A difesa della vita

Anche la Lombardia si appresta a prendere decisioni riguardanti il fine vita suscitando un vivace dibattito che tocca le coscienze prima degli schieramenti politici, anche se sovente si antepongono questi a quelle. La vita è una forza che ci sorprende anche quando sembra inutile ed insignificante. Infatti, la nascita di ogni bambino è simbolo di speranza, di apertura al futuro, di una progettualità che non è mai lecito spezzare.  Essere aperti alla vita senza pregiudizi rappresenta infatti la vera rivoluzione in un’epoca contrassegnata dalla paura e dall’egoismo. La vita nei suoi tre momenti – nascita, durata e compimento – non va vista come una somma di questi tre momenti, come vuole il neo-utilitarismo, per il quale occorre considerare per ogni stadio il rapporto costi-benefici, sicché quando vivere costa più in termini economici e per la qualità di vita rispetto ai benefici, è preferibile morire o sopprimere la vita, bensì come un moltiplicatore di questi tre momenti. In quest’ultimo caso, moltiplicare significa non abolire nessuno dei vari momenti altrimenti la somma finale cambia. Ben diversamente avviene nell’addizione, in quanto un singolo momento può essere dannoso o superfluo ai fini del rapporto costì-benefici.

In un mondo dove tutto ha prezzo – si discute sovente del prezzo giusto ed equo di ogni cosa – vi sono valori come la vita che vale in e per se stessa, pertanto non ha prezzo, né è negoziabile. Dignità e non prezzo, perché la vita umana è degna di rispetto e l’uomo va considerato sempre come fine e mai semplicemente come un mezzo. Ciò rappresenta una svolta radicale rispetto a quanti – con sottili argomentazioni – difendono il così detto ‘punto di vista totale’ oppure, all’opposto, quello della ‘priorità dell’esistenza’ per concludere che infine si equivalgono sicché la scelta in favore della vita è sempre condizionata da interessi e preferenze.

Senza la centralità della vita, nessun sviluppo è possibile. Ma la vita non è nostra, bensì noi siamo della vita. Certamente nel dramma dell’aborto si possono invocare, a buon diritto, tante cause e circostanze, ma è giunto il momento di rilevare che la donna non è totalmente libera quando abortisce, ma abortisce perché non è completamente libera. Occorre pertanto liberare la donna dai condizionamenti, non solo economici ed ambientali;

a tal fine è necessario ed urgente un cambiamento di mentalità che non può prescindere dalla dimensione culturale e soprattutto educativa e solidaristica.

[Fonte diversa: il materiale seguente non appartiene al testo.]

//! Betting-pattern, house-edge and odds analytics.

use serde::{Deserialize, Serialize};

use super::snapshot::{BetOption, OptionId};

// ============================================================================
// Constants
// ============================================================================

/// Fixed payout multiplier advertised for a winning stake.
pub const PAYOUT_ODDS: f64 = 2.98;

// ============================================================================
// Ranking
// ============================================================================

/// Where an option placed in a ranking.
#[derive(Debug, Clone, Copy, PartialEq, Eq, Hash, Serialize, Deserialize)]
#[serde(rename_all = "lowercase")]
pub enum StakeRank {
    /// Largest stake.
    Highest,
    /// Middle stake.
    Medium,
    /// Smallest stake.
    Lowest,
}

/// Options ordered from largest to smallest stake.
///
/// Ties keep wire order (A before B before C).
#[derive(Debug, Clone, Copy, PartialEq, Eq, Serialize, Deserialize)]
pub struct Ranking {
    /// Option with the largest stake.
    pub highest: OptionId,
    /// Option with the middle stake.
    pub medium: OptionId,
    /// Option with the smallest stake.
    pub lowest: OptionId,
}

impl Ranking {
    /// Ranks the options by `key`, returning the ranking and the gap between
    /// the extreme values.
    fn by_key(bets: &[BetOption; 3], key: impl Fn(&BetOption) -> i64) -> (Self, i64) {
        let mut order = OptionId::ALL;
        // Stable sort: equal stakes stay in wire order.
        order.sort_by_key(|option| std::cmp::Reverse(key(&bets[option.index()])));

        let spread = key(&bets[order[0].index()]).saturating_sub(key(&bets[order[2].index()]));
        let ranking = Self {
            highest: order[0],
            medium: order[1],
            lowest: order[2],
        };
        (ranking, spread)
    }

    /// Rank of `option` in this ranking.
    #[must_use]
    pub fn rank_of(&self, option: OptionId) -> StakeRank {
        if option == self.highest {
            StakeRank::Highest
        } else if option == self.medium {
            StakeRank::Medium
        } else {
            StakeRank::Lowest
        }
    }
}

// ============================================================================
// BettingPattern
// ============================================================================

/// Stake rankings of one round.
#[derive(Debug, Clone, Copy, PartialEq, Eq, Serialize, Deserialize)]
pub struct BettingPattern {
    /// Ranking by real stake.
    pub by_real_stake: Ranking,
    /// Ranking by real plus soft stake.
    pub by_combined_stake: Ranking,
    /// Highest minus lowest real stake.
    pub real_spread: i64,
    /// Highest minus lowest combined stake.
    pub combined_spread: i64,
}

impl BettingPattern {
    /// Ranks the three options both ways.
    #[must_use]
    pub fn analyze(bets: &[BetOption; 3]) -> Self {
        let (by_real_stake, real_spread) = Ranking::by_key(bets, |bet| bet.real_stake);
        let (by_combined_stake, combined_spread) = Ranking::by_key(bets, BetOption::combined);
        Self {
            by_real_stake,
            by_combined_stake,
            real_spread,
            combined_spread,
        }
    }
}

// ============================================================================
// HouseEdge
// ============================================================================

/// What the house kept from a round.
#[derive(Debug, Clone, Copy, PartialEq, Serialize, Deserialize)]
pub struct HouseEdge {
    /// Total staked minus payout; negative when players came out ahead.
    pub amount: i64,
    /// `amount` as a percentage of the total staked, 0 when nothing was staked.
    pub percentage: f64,
}

impl HouseEdge {
    /// Computes the edge for one round.
    #[must_use]
    pub fn compute(total_staked: i64, payout: i64) -> Self {
        let amount = total_staked.saturating_sub(payout);
        Self {
            amount,
            percentage: percent_of(amount, total_staked),
        }
    }
}

/// `part / whole * 100`, defined as 0 for a non-positive `whole`.
pub(crate) fn percent_of(part: i64, whole: i64) -> f64 {
    if whole > 0 {
        part as f64 / whole as f64 * 100.0
    } else {
        0.0
    }
}

// ============================================================================
// OddsAnalysis
// ============================================================================

/// Actual payout compared with the advertised odds.
#[derive(Debug, Clone, Copy, PartialEq)]
pub struct OddsAnalysis {
    /// Real stake on the winning option (0 for an unknown winner).
    pub winner_stake: i64,
    /// `winner_stake * PAYOUT_ODDS`.
    pub expected_payout: f64,
    /// Payout the feed reported.
    pub actual_payout: i64,
    /// Share of the expected payout the house kept back; negative when the
    /// players received more. `None` when nothing was expected.
    pub house_margin_percent: Option<f64>,
}

impl OddsAnalysis {
    /// Compares `payout` against the odds for the winner's stake.
    #[must_use]
    pub fn compute(winner_stake: i64, payout: i64) -> Self {
        let expected_payout = winner_stake as f64 * PAYOUT_ODDS;
        let house_margin_percent = (expected_payout > 0.0)
            .then(|| (expected_payout - payout as f64) / expected_payout * 100.0);
        Self {
            winner_stake,
            expected_payout,
            actual_payout: payout,
            house_margin_percent,
        }
    }
}

// ============================================================================
// Tests
// ============================================================================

Per quanto riguarda il fine vita, occorre rilevare che la vita ha una sua dignità inalienabile. Bisogna ricordare che non è la libertà che costituisce la dignità dei nostri comportamenti, anche se oggi, nella nostra cultura sembrerebbe che sia così: l’agire liberamente viene identificato con l’agire con dignità. Non è però la libertà che dà dignità al comportamento umano. E’ vero tuttavia che l’atto può essere degno della persona solo se è un atto umano, cioè libero. Ma non sempre è degno ciò che è libero; vi sono tanti comportamenti che sono liberi e non sono degni della persona, – né della persona su cui si agisce, né della persona che agisce. Esistono azioni libere indegnedella persona umana. Occorre discriminare tra vite degne e non degne di essere vissute? Bisogna evitare di cadere in un’antropologia dualista, spesso presente in coloro che difendono l’eutanasia. Tipica è infatti l’espressione: “Ormai è solamente una vita biologica, non c’è più vita personale, è un vegetale”. E’ anche frequente la distinzione radicale tra “vita biologica” e “vita biografica”, considerando la seconda come l’unica che dia senso alla esistenza della persona, e la prima come qualcosa di sub-umano. In realtà anche una persona che si trova in ‘in stato vegetativo persistente’ è persona degna di rispetto; altrimenti non vi sarebbe la necessità di chiedersi se si deve o meno procurare la sua morte degna. La persona è un’unità: non c’è mai un corpo umano che sia solo una specie di vegetale, un fenomeno biologico vivente, senza che sia il corpo di un io, di una persona, altrimenti si cade in una visione dualistica. In questo senso bisogna affermare che la vita biologica di un individuo umano è sempre vita umana, e forma parte sempre della sua vita biografica. Ecco perché è necessario sostenere l’identità biologica, ontologica, morale e giuridica della persona.